The proper way to resign 

Once you have accepted a new job, consider the timing of your resignation. Since two weeks’ notice is standard, make sure your resignation properly coincides with your start date at the new company.

Try to avoid a delayed start date. Even if your new job begins in 10 weeks, don’t give 10 weeks’ notice. Wait eight weeks and then give two weeks’ notice. This way, you’ll protect yourself in the event that your new company announces a hiring freeze a month before you come on board. By staying at your old job for only two weeks after you’ve resigned, you won’t be subjected to the envy, scorn or feelings of professional impotence that may result from your new role as a lame-duck employee.

Use tact, be direct.
Resign in person, preferably on a Friday afternoon. Ask your supervisor if you can speak with him or her in private and then get right to the point. Say that you’ve enjoyed working there but an opportunity came along that you couldn’t pass up. Make it clear that your decision to leave was made carefully and doesn’t reflect any negative feelings toward the company or the staff.
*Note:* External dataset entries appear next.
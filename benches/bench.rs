use criterion::{black_box, criterion_group, criterion_main, BenchmarkId, Criterion};

use linked_bst::linked::Tree;

/// Builds a tree holding `0..n` inserted midpoint-first, so lookups see a
/// balanced tree without paying the quadratic cost of sorted insertion.
fn balanced_tree(n: i32) -> Tree<i32> {
    let mut tree = Tree::new();
    let mut ranges = vec![(0, n - 1)];
    while let Some((lo, hi)) = ranges.pop() {
        if lo > hi {
            continue;
        }
        let mid = lo + (hi - lo) / 2;
        tree.add(mid);
        ranges.push((lo, mid - 1));
        ranges.push((mid + 1, hi));
    }
    tree
}

/// Helper to bench a function on a BST.
/// It creates a group for the given name and closure and runs tests for
/// various tree sizes before finishing the group.
fn bench_helper(c: &mut Criterion, name: &str, f: impl Fn(&mut Tree<i32>, i32)) {
    let mut group = c.benchmark_group(name);

    for num_levels in [3u32, 7, 11, 15] {
        let num_nodes = 2i32.pow(num_levels) - 1;
        let largest_element_in_tree = num_nodes - 1;

        let tree = balanced_tree(num_nodes);
        let id = BenchmarkId::from_parameter(largest_element_in_tree);

        group.bench_function(id, |b| {
            b.iter_custom(|iters| {
                let mut time = std::time::Duration::ZERO;
                for _ in 0..iters {
                    let mut tree = black_box(tree.clone());
                    let instant = std::time::Instant::now();
                    f(&mut tree, black_box(largest_element_in_tree));
                    let elapsed = instant.elapsed();
                    time += elapsed;
                }
                time
            })
        });
    }

    group.finish();
}

pub fn criterion_benchmark(c: &mut Criterion) {
    bench_helper(c, "find", |tree, i| {
        let _value = black_box(tree.find(&i));
    });
    bench_helper(c, "remove", |tree, i| {
        let _removed = tree.remove(&i);
    });

    bench_helper(c, "add", |tree, i| {
        tree.add(i + 1);
    });

    bench_helper(c, "find-miss", |tree, i| {
        let _value = black_box(tree.find(&(i + 1)));
    });

    bench_helper(c, "rebalance", |tree, _| {
        tree.rebalance();
    });
}

criterion_group!(benches, criterion_benchmark);
criterion_main!(benches);
//! A link-based BST storing an ordered multiset of comparable items.
//!
//! Unlike a map, the tree stores bare items and does not reject duplicates:
//! inserting an item equal to one already present places the newcomer in the
//! right subtree of the first equal node it meets, so equal items keep their
//! insertion order under an in-order traversal.
//!
//! # Examples
//!
//! ```
//! use linked_bst::linked::Tree;
//!
//! let mut tree = Tree::new();
//! for item in [5, 3, 8, 1, 4] {
//!     tree.add(item);
//! }
//!
//! let ascending: Vec<_> = tree.in_order().copied().collect();
//! assert_eq!(ascending, [1, 3, 4, 5, 8]);
//!
//! assert_eq!(tree.remove(&3), Ok(3));
//! assert_eq!(tree.find(&3), None);
//! assert_eq!(tree.len(), 4);
//! ```

use std::cmp::Ordering;
use std::fmt;

use crate::error::{Error, Result};
use crate::support::{Queue, Stack};

type Link<T> = Option<Box<Node<T>>>;

/// A single tree node. Children are owned exclusively by their parent; there
/// are no parent back-references, so mutation tracks the parent link slot
/// externally while descending.
struct Node<T> {
    item: T,
    left: Link<T>,
    right: Link<T>,
}

impl<T> Node<T> {
    fn new_boxed(item: T) -> Box<Self> {
        Box::new(Node {
            item,
            left: None,
            right: None,
        })
    }
}

/// A link-based Binary Search Tree holding an ordered multiset of items.
///
/// For every node, all items in its left subtree compare strictly less than
/// the node's item and all items in its right subtree compare
/// greater-or-equal. Insertion always lands at a leaf and performs no
/// rotations; call [`rebalance`](Tree::rebalance) to rebuild the tree at
/// minimal height when lookups degrade.
///
/// # Examples
///
/// ```
/// use linked_bst::linked::Tree;
///
/// let mut tree = Tree::new();
///
/// // Nothing in here yet.
/// assert_eq!(tree.find(&1), None);
///
/// tree.add(1);
/// assert_eq!(tree.find(&1), Some(&1));
///
/// // Deleting an item returns it.
/// assert_eq!(tree.remove(&1), Ok(1));
/// assert_eq!(tree.find(&1), None);
/// ```
pub struct Tree<T> {
    root: Link<T>,
    size: usize,
}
When you announce your resignation, you should also give your supervisor a letter stating your last date of employment with the company. Keep your letter short, simple and to the point. There’s no need to go into detail about your new job or what led to your decision to leave. If these issues are important to your old employer, he or she will schedule an exit interview for you, at which time you can hash out your differences. Be sure to provide a photocopy of your resignation letter for your company’s personnel file so that the circumstances surrounding your resignation will be well documented for future reference.

Be firm about your decision.
Make it clear that your decision is final. State that you would prefer that the company not make you a counteroffer, since you wouldn’t want your refusal to accept more money to appear as a personal affront.

Save discussion of why you decided to leave for your exit interview, if there is one. If pressed, focus on the fact that you were given an opportunity that you couldn’t pass up rather than the reasons you are resigning.

Offer to help ease the transition.
Finally, ask if there’s anything you can do during the next two weeks, such as help train your successor, tie up loose ends or delegate tasks. An employee’s resignation means that the other staff will have to adjust their workloads, so anything you can do to leave things in order will be appreciated and lessen the negative impact of your resignation.